I was sitting in the underground reading a newspaper and minding my own business. It was rush hour with many passengers standing, leaving those seated in that strange, and somewhat childlike position of being in an underworld surrounded by anonymous legs, backpacks, handbags or perhaps an overgenerous coat. Identifying to whom they belonged was out of the question. Then some jostling started up on my right. We were going full tilt and my neighbour had lent forward, lifted her cosmetics bag from the floor and placed it on her lap. Now, with arms akimbo, she was fishing around for the equipment needed to put the finishing touches to her makeup.

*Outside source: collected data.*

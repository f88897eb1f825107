use super::*;

fn table() -> CategoryTable {
    CategoryTable::builtin()
}

fn classify(text: &str) -> ClassifiedQuery {
    rule_classify(text, &table())
}

#[test]
fn find_word_respects_boundaries() {
    assert_eq!(find_word("near the park", "near"), Some(0));
    assert_eq!(find_word("the nearest park", "near"), None);
    assert_eq!(find_word("nearby places", "near"), None);
    assert_eq!(find_word("walk or drive", "drive"), Some(8));
}

#[test]
fn nearest_cafe_is_find_nearest() {
    let q = classify("find the nearest cafe");
    assert_eq!(q.intent, QueryIntent::FindNearest);
    assert_eq!(q.complexity, wayfind_core::Complexity::Simple);
    assert_eq!(q.entities.primary_poi, Some(PoiCategory::Cafe));
    assert!((q.confidence - FALLBACK_CONFIDENCE).abs() < 1e-9);
    assert_eq!(q.source, ClassificationSource::RuleFallback);
}

#[test]
fn coffee_near_hospital_is_near_poi_with_correct_roles() {
    let q = classify("find coffee near the nearest hospital");
    assert_eq!(q.intent, QueryIntent::FindNearPoi);
    assert_eq!(q.entities.primary_poi, Some(PoiCategory::Cafe));
    assert_eq!(q.entities.secondary_poi, Some(PoiCategory::Hospital));
}

#[test]
fn within_time_query_extracts_constraint_and_transport() {
    let q = classify("coffee shops within 15 minutes walk");
    assert_eq!(q.intent, QueryIntent::FindWithinTime);
    assert_eq!(q.entities.primary_poi, Some(PoiCategory::Cafe));
    assert_eq!(q.entities.transport, Some(TransportMode::Walking));
    assert_eq!(q.entities.time_constraint_min, Some(15.0));
}

#[test]
fn hours_are_converted_to_minutes() {
    let q = classify("restaurants within 1 hour drive");
    assert_eq!(q.entities.time_constraint_min, Some(60.0));
    assert_eq!(q.entities.transport, Some(TransportMode::Driving));
}

#[test]
fn enroute_query_captures_destination() {
    let q = classify("grab coffee on the way to downtown in 30 minutes");
    assert_eq!(q.intent, QueryIntent::FindEnroute);
    assert_eq!(
        q.entities.destination,
        Some(Destination::Text("downtown".to_string()))
    );
    assert_eq!(q.entities.primary_poi, Some(PoiCategory::Cafe));
    assert_eq!(q.entities.time_constraint_min, Some(30.0));
}

#[test]
fn enroute_cue_without_destination_is_not_enroute() {
    let q = classify("coffee along the way");
    assert_ne!(q.intent, QueryIntent::FindEnroute);
}

#[test]
fn directions_cue_wins_without_enroute_cue() {
    let q = classify("directions to the airport");
    assert_eq!(q.intent, QueryIntent::GetDirections);
}

#[test]
fn follow_up_cue_is_detected() {
    let q = classify("what about the second one");
    assert_eq!(q.intent, QueryIntent::FollowUp);
    assert!(q.requires_context);
}

#[test]
fn vague_text_is_clarification() {
    let q = classify("hmm, somewhere nice?");
    assert_eq!(q.intent, QueryIntent::Clarification);
    assert!(q.needs_clarification());
}

#[test]
fn brand_token_maps_to_category() {
    let q = classify("nearest starbucks");
    assert_eq!(q.entities.primary_poi, Some(PoiCategory::Cafe));
    assert_eq!(q.intent, QueryIntent::FindNearest);
}

#[test]
fn cuisine_is_extracted_alongside_restaurant() {
    let q = classify("find an italian restaurant nearby");
    assert_eq!(q.entities.primary_poi, Some(PoiCategory::Restaurant));
    assert_eq!(q.entities.cuisine.as_deref(), Some("italian"));
}

#[test]
fn classification_is_idempotent() {
    let a = classify("find coffee near the nearest hospital");
    let b = classify("find coffee near the nearest hospital");
    assert_eq!(a.intent, b.intent);
    assert_eq!(a.complexity, b.complexity);
    assert_eq!(a.entities, b.entities);
}

#[test]
fn override_variant_raises_confidence_and_tags_source() {
    let q = rule_override("grab coffee on the way to downtown", &table());
    assert!((q.confidence - OVERRIDE_CONFIDENCE).abs() < 1e-9);
    assert_eq!(q.source, ClassificationSource::RuleOverride);
}
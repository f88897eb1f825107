//! Query understanding: free text → [`wayfind_core::ClassifiedQuery`].
//!
//! Two-stage pipeline. The primary path asks an LLM collaborator for a
//! structured classification; the deterministic rule engine is both the
//! fallback when the LLM is unavailable or unparsable and a trusted
//! override when the post-classification sanity pass disagrees. Every
//! result is tagged with the stage that produced it.

pub mod classifier;
pub mod error;
pub mod llm;
pub mod normalize;
pub mod prompt;
pub mod rules;

pub use classifier::QueryClassifier;
pub use error::ClassifyError;
pub use llm::{GenerateOptions, LlmClient, TextGenerator};
//! Nominatim-backed forward geocoding.

use std::time::Duration;

use reqwest::{Client, Url};
use serde::Deserialize;

use wayfind_core::location::Location;

use crate::error::PlacesError;

/// One Nominatim search hit. Coordinates arrive as strings on the wire.
#[derive(Debug, Deserialize)]
struct NominatimHit {
    lat: String,
    lon: String,
    #[serde(default)]
    display_name: String,
}

/// Client for a Nominatim search endpoint.
pub struct GeocodeClient {
    client: Client,
    base_url: Url,
}

impl GeocodeClient {
    /// Creates a client for the given Nominatim deployment.
    ///
    /// Nominatim's usage policy requires an identifying user agent; pass the
    /// application's configured one.
    ///
    /// # Errors
    ///
    /// Returns [`PlacesError::Http`] if the underlying `reqwest::Client`
    /// cannot be constructed, or [`PlacesError::ApiError`] for an invalid
    /// base URL.
    pub fn new(base_url: &str, timeout_secs: u64, user_agent: &str) -> Result<Self, PlacesError> {
        let client = Client::builder()
            .timeout(Duration::from_secs(timeout_secs))
            .connect_timeout(Duration::from_secs(10))
            .user_agent(user_agent)
            .build()?;

        let normalised = format!("{}/", base_url.trim_end_matches('/'));
        let base_url = Url::parse(&normalised)
            .map_err(|e| PlacesError::ApiError(format!("invalid base URL '{base_url}': {e}")))?;

        Ok(Self { client, base_url })
    }

    /// Resolves free text to a location. The first hit wins; an empty result
    /// list is `Ok(None)`, not an error.
    ///
    /// # Errors
    ///
    /// - [`PlacesError::ApiError`] on a non-success HTTP status.
    /// - [`PlacesError::Http`] on network failure.
    /// - [`PlacesError::Deserialize`] when the body is not a hit array.
    pub async fn geocode(
        &self,
        text: &str,
        country_code: Option<&str>,
    ) -> Result<Option<Location>, PlacesError> {
        let mut url = self
            .base_url
            .join("search")
            .map_err(|e| PlacesError::ApiError(format!("invalid search URL: {e}")))?;
        {
            let mut pairs = url.query_pairs_mut();
            pairs.append_pair("q", text);
            pairs.append_pair("format", "json");
            pairs.append_pair("limit", "3");
            if let Some(cc) = country_code {
                pairs.append_pair("countrycodes", cc);
            }
        }

        let response = self.client.get(url).send().await?;
        let status = response.status();
        if !status.is_success() {
            let body = response.text().await.unwrap_or_default();
            return Err(PlacesError::ApiError(format!(
                "nominatim returned {status}: {}",
                body.chars().take(200).collect::<String>()
            )));
        }

        let body = response.text().await?;
        let hits: Vec<NominatimHit> =
            serde_json::from_str(&body).map_err(|e| PlacesError::Deserialize {
                context: format!("nominatim({text})"),
                source: e,
            })?;

        Ok(hits.into_iter().find_map(hit_to_location))
    }
}

/// Drops hits with unparsable coordinates rather than failing the request.
fn hit_to_location(hit: NominatimHit) -> Option<Location> {
    let lat = hit.lat.parse::<f64>().ok()?;
    let lng = hit.lon.parse::<f64>().ok()?;
    Some(Location::named(lat, lng, hit.display_name))
}

#[cfg(test)]
mod tests {
    use super::*;

    #[test]
    fn hit_with_string_coordinates_parses() {
        let hit = NominatimHit {
            lat: "29.7604".to_string(),
            lon: "-95.3698".to_string(),
            display_name: "Houston, Texas".to_string(),
        };
        let loc = hit_to_location(hit).unwrap();
        assert!((loc.lat - 29.7604).abs() < 1e-9);
        assert_eq!(loc.display_name.as_deref(), Some("Houston, Texas"));
    }

    #[test]
    fn hit_with_garbage_coordinates_is_skipped() {
        let hit = NominatimHit {
            lat: "not-a-number".to_string(),
            lon: "-95.3698".to_string(),
            display_name: String::new(),
        };
        assert!(hit_to_location(hit).is_none());
    }
}
//! Domain model for the wayfind query-planning core.
//!
//! Value objects shared across the workspace: locations, POIs, isochrones,
//! routes, classified queries, the use-case result taxonomy, the POI category
//! synonym table, and application configuration. Everything here is a
//! request-scoped value — created per query, never mutated concurrently.

pub mod app_config;
pub mod categories;
pub mod config;
pub mod geo;
pub mod location;
pub mod poi;
pub mod query;
pub mod result;
pub mod route;

pub use app_config::{AppConfig, Environment};
pub use config::{load_app_config, load_app_config_from_env, ConfigError};
pub use geo::{
    estimate_travel_time_min, haversine_distance_m, point_in_isochrone, BoundingBox, Coord,
};
pub use location::{Location, TransportMode};
pub use poi::{Isochrone, Poi, PoiCategory};
pub use query::{
    ClassificationSource, ClassifiedQuery, Complexity, ConversationTurn, Destination,
    QueryEntities, QueryIntent,
};
pub use result::{ErrorCode, UseCaseError, UseCaseOutput, UseCaseResult};
pub use route::{RouteInfo, RouteStep};
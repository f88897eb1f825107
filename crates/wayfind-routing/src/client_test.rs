use super::*;

#[test]
fn with_base_url_rejects_garbage() {
    let result = RoutingClient::with_base_url(None, 30, "wayfind/test", "not a url");
    assert!(matches!(result, Err(RoutingError::ApiError(_))));
}

#[test]
fn extract_error_message_reads_nested_envelope() {
    let status = reqwest::StatusCode::NOT_FOUND;
    let message = extract_error_message(
        r#"{"error":{"code":2010,"message":"Could not find point"}}"#,
        status,
    );
    assert!(message.contains("Could not find point"), "got: {message}");
}

#[test]
fn extract_error_message_reads_flat_error_string() {
    let status = reqwest::StatusCode::BAD_REQUEST;
    let message = extract_error_message(r#"{"error":"bad profile"}"#, status);
    assert!(message.contains("bad profile"));
}

#[test]
fn extract_error_message_falls_back_to_body() {
    let status = reqwest::StatusCode::BAD_REQUEST;
    let message = extract_error_message("plain text failure", status);
    assert!(message.contains("plain text failure"));
}

#[test]
fn extract_error_message_falls_back_to_status() {
    let status = reqwest::StatusCode::FORBIDDEN;
    let message = extract_error_message("", status);
    assert!(message.contains("403"));
}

The said face already looked pretty ‘done’ to me, but with a tiny mirror in her left hand and selected brushes, puffs, pencils and ‘sticks’ in turn in her right, she gave her lips, chin, cheeks and eyes (lids, brows and lashes) a further pampering.
Doing one’s makeup in a bumpy, packed, train demands real skill and for that, many congratulations. On the other hand, some would question whether hers was the sort of conduct befitting of a well brought-up young woman. “Certainly not,” according to the waitress at M&S whose opinion I canvassed later. Others, myself included, might ask, why make up at all?
In the spirit of enquiry, and once the pampering was over, I posed my question. My neighbour, an attractive and very together woman in her mid 20s, looked me straight in the face – quite a force at 30cm – and without seeming to blush (but how would one know?) started to explain. In general, she was not into makeup but today was different; she was off to an audition. She had travelled down from Manchester that very morning; she was tired and her makeup needed some retouching. She was also late and had no option.
She was just trying to embark on a new career as a dancer. She had left her previous job a few months earlier and had decided to go back to a childhood love. From 5 to 15 she had been to a local dance school, run, as it happened, by her mother. At university she had performed in, and later directed, college shows and now she was missing performing terribly. No offers had followed her first two auditions and today’s was the last in the present round of applications. The job would entail working for six weeks on a cruise ship. She felt confident that her particular expertise – tap, jazz and cabaret style – would fit the bill. But she still felt nervous.
I was persuaded that there were indeed legitimate circumstances for applying makeup in theatrical amounts in the train, or wherever. And when she had finished her explanation, I asked if she was interested in knowing anything about her rush-hour inquisitor. “Yes,” she asked, “what do you, or did you do, as a living?” adding that my answer would have to be brief as she was getting off at the next station. “I was a medical doctor and university professor.” “What subject?” “Clinical pharmacology,” I blurted. “Oh, I never found that easy at med school. Before I gave it all up for dance, I was a doctor – a pediatrician – working in a children’s hospital. ”
And then she disappeared. I had been sitting next to a brave and most unusual woman.
I am really pleased you asked and consequently discovered not only her reasoning but also her background, albeit in brief.
Most people would simply have observed and assumed, quite likely incorrectly, including me. At the same time it annoys me profoundly when people incorrectly assume the reasons behind my actions, big and small. I only wish more of us felt comfortable asking before jumping to conclusions.
As Tina pointed out, however, there are some people who want those around them to know and understand their actions, and others who just want to keep private. This is one area when the old adage of ‘treat others as you wish to be treated yourself’ routinely falls down.
I often found, when I was a teacher in a nursery school, that I was given glimpses of other people’s lives, startling and unexpected. I might have been working with a colleague for some considerable time, and think that I knew them well, and then something would happen to make me realise this was not so, and that I hardly knew them at all. Should I be hurt that they never confided in me? Should I be full of admiration that they never sought my comfort or help, and chose to stand on their own two feet? Should I respect their privacy as I would hope they would mine, and not expect the exchange of confidences simply on the ground that we work together closely? But sometimes, I feel I should have opened the way for them to share their thoughts and feelings with me, and that I have failed them. When that happens, I hope that they found someone who was just right for that to happen. After all, I do not have any professional skills to help me help them. I can only offer friendship, which is not what a working relationship is based upon. I think there is a great deal of muddle about this in work contexts. The only way that I can deal with it is to keep friendship and working relationships separate. Not fashionable, but necessary for me.